As beloved as the Horatio Alger story is in the United States, reading a rags-to-riches story backwards packs a lot of persuasive power. Here, it invokes a range of moral goodies, all wrapped up with the bow of tradition. Dan Cathy creates a halo effect that reaches from father to son—humble, hard-working, friendly. Certainly nothing that points to the anti-gay elephant in the room.

The son continues:

Last week, one of our local franchise Chick-fil-A operators in Pennsylvania made the decision to provide food to two upcoming February events billed to strengthen marriages.

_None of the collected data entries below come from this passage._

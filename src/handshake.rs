//! Forward-sync handshake as a plain state machine.
//!
//! Every bus reply or notification is fed in as an event and answered with
//! the next [`Step`]. Nothing here performs I/O, so the driver in
//! [`crate::forward`] decides how requests are issued and awaited.

use std::time::Duration;

use crate::bus::{ViewerHandle, WindowHandle};
use crate::error::SyncError;
use crate::uri;

/// SyncView's trailing argument. Evince reads it as a timestamp;
/// the sync always sends 0.
pub const RESERVED_ARG: u32 = 0;

/// Position in the source file, as passed by the editor.
#[derive(Debug, Clone, Copy, PartialEq, Eq)]
pub struct SourcePosition {
    pub line: i32,
    pub column: i32,
}

impl SourcePosition {
    pub fn new(line: i32, column: i32) -> Self {
        Self { line, column }
    }

    pub fn as_tuple(self) -> (i32, i32) {
        (self.line, self.column)
    }
}

/// Immutable input of one forward sync.
#[derive(Debug, Clone, PartialEq, Eq)]
pub struct SyncRequest {
    pub document_path: String,
    pub source_path: String,
    pub position: SourcePosition,
}

impl SyncRequest {
    pub fn new(
        document_path: impl Into<String>,
        source_path: impl Into<String>,
        position: SourcePosition,
    ) -> Self {
        Self {
            document_path: document_path.into(),
            source_path: source_path.into(),
            position,
        }
    }

    pub fn document_uri(&self) -> String {
        uri::document_uri(&self.document_path)
    }
}

#[derive(Debug, Clone, Copy, PartialEq, Eq)]
pub enum Phase {
    Init,
    AwaitingDocument,
    AwaitingWindowList,
    Navigating,
    Dispatched,
    Failed,
}

impl Phase {
    pub fn is_terminal(self) -> bool {
        matches!(self, Phase::Dispatched | Phase::Failed)
    }
}

/// What the driver must do next.
#[derive(Debug)]
pub enum Step {
    FindDocument { uri: String },
    ListWindows { viewer: ViewerHandle },
    Navigate {
        viewer: ViewerHandle,
        window: WindowHandle,
        source_path: String,
        position: (i32, i32),
        reserved: u32,
    },
    Wait,
    Done,
    Fail(SyncError),
}

/// The single in-flight forward sync of this process.
#[derive(Debug)]
pub struct PendingSync {
    request: SyncRequest,
    uri: String,
    viewer: Option<ViewerHandle>,
    phase: Phase,
}

impl PendingSync {
    pub fn new(request: SyncRequest) -> Self {
        let uri = request.document_uri();
        Self {
            request,
            uri,
            viewer: None,
            phase: Phase::Init,
        }
    }

    pub fn phase(&self) -> Phase {
        self.phase
    }

    pub fn uri(&self) -> &str {
        &self.uri
    }

    pub fn viewer(&self) -> Option<&ViewerHandle> {
        self.viewer.as_ref()
    }

    pub fn start(&mut self) -> Step {
        if self.phase != Phase::Init {
            return Step::Wait;
        }
        self.phase = Phase::AwaitingDocument;
        Step::FindDocument {
            uri: self.uri.clone(),
        }
    }

    /// Reply to FindDocument.
    pub fn on_lookup_reply(&mut self, reply: Result<String, SyncError>) -> Step {
        match reply {
            Ok(name) => {
                tracing::debug!("find document reply: {:?}", name);
                self.resolve(name)
            }
            Err(e) => {
                tracing::debug!("find document error: {}", e);
                self.fail(e)
            }
        }
    }

    /// A viewer window finished loading a document.
    pub fn on_document_loaded(&mut self, uri: &str, sender: Option<&str>) -> Step {
        tracing::debug!("document loaded: {}, {:?}", uri, sender);
        if uri != self.uri {
            tracing::debug!("loaded document does not match target {}", self.uri);
            return Step::Wait;
        }
        match sender {
            Some(sender) => self.resolve(sender.to_string()),
            None => Step::Wait,
        }
    }

    fn resolve(&mut self, name: String) -> Step {
        if self.phase != Phase::AwaitingDocument {
            return Step::Wait;
        }
        let Some(viewer) = ViewerHandle::new(name) else {
            return Step::Wait;
        };
        self.viewer = Some(viewer.clone());
        self.phase = Phase::AwaitingWindowList;
        Step::ListWindows { viewer }
    }

    /// Reply to GetWindowList.
    pub fn on_window_list(&mut self, reply: Result<Vec<WindowHandle>, SyncError>) -> Step {
        if self.phase != Phase::AwaitingWindowList {
            return Step::Wait;
        }
        let windows = match reply {
            Ok(windows) => windows,
            Err(e) => {
                tracing::debug!("window list error: {}", e);
                return self.fail(e);
            }
        };
        tracing::debug!("window list reply: {:?}", windows);

        // Only the first window is driven; documents open in several windows
        // are not disambiguated.
        let Some(window) = windows.into_iter().next() else {
            tracing::debug!("empty window list");
            return Step::Wait;
        };
        let Some(viewer) = self.viewer.clone() else {
            return Step::Wait;
        };

        self.phase = Phase::Navigating;
        Step::Navigate {
            viewer,
            window,
            source_path: self.request.source_path.clone(),
            position: self.request.position.as_tuple(),
            reserved: RESERVED_ARG,
        }
    }

    /// Reply to SyncView.
    pub fn on_navigated(&mut self, reply: Result<(), SyncError>) -> Step {
        if self.phase != Phase::Navigating {
            return Step::Wait;
        }
        match reply {
            Ok(()) => {
                tracing::debug!("SyncView done");
                self.phase = Phase::Dispatched;
                Step::Done
            }
            Err(e) => self.fail(e),
        }
    }

    /// The configured deadline expired.
    pub fn on_timeout(&mut self, after: Duration) -> Step {
        if self.phase.is_terminal() {
            return Step::Wait;
        }
        self.fail(SyncError::Timeout(after))
    }

    fn fail(&mut self, err: SyncError) -> Step {
        if self.phase.is_terminal() {
            return Step::Wait;
        }
        self.phase = Phase::Failed;
        Step::Fail(err)
    }
}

Depending on your beliefs, “strengthen marriages” is quite the euphemism for solidifying heterosexual Christian marriages. But then Dan Cathy does some free associating right back to the safety net of his family:

Marriage has long been a focus of Chick-fil-A, starting with my own mom and dad who are celebrating their sixty-third year of marriage.

It’s a little sloppier than the free associating in the Bing commercials, but it creates more warm family fuzzies with a celebration for heterosexual Christian marriage on the side. Finally, Dan Cathy gets to the point:

Let me be clear: Chick-fil-A serves all people and values all people. Providing food to these events or any event is not an endorsement of the mission, political stance, or motives of this or any other organization.

So there! Because Chick-fil-A is good! And loves people without qualification! And Mom and Pop Chick-fil-A have a terrific, long-lasting marriage!

But have you heard of the “hate the sin, love the sinner” philosophy? Or read the “Corporate Information FAQ,” where the answer to “What is the Corporate Purpose of Chick-fil-A, Inc.?” is “To glorify God by being a faithful steward of all that is entrusted to us. To have a positive influence on all who come in contact with Chick-fil-A.” A chain that isn’t open on Sundays doesn’t necessarily mean a fundamentalist Christian agenda, but Chick-fil-A’s association with the Pennsylvania Family Institute’s marriage seminar should probably be less of a surprise and more of the final straw for pro-LGBT rights groups.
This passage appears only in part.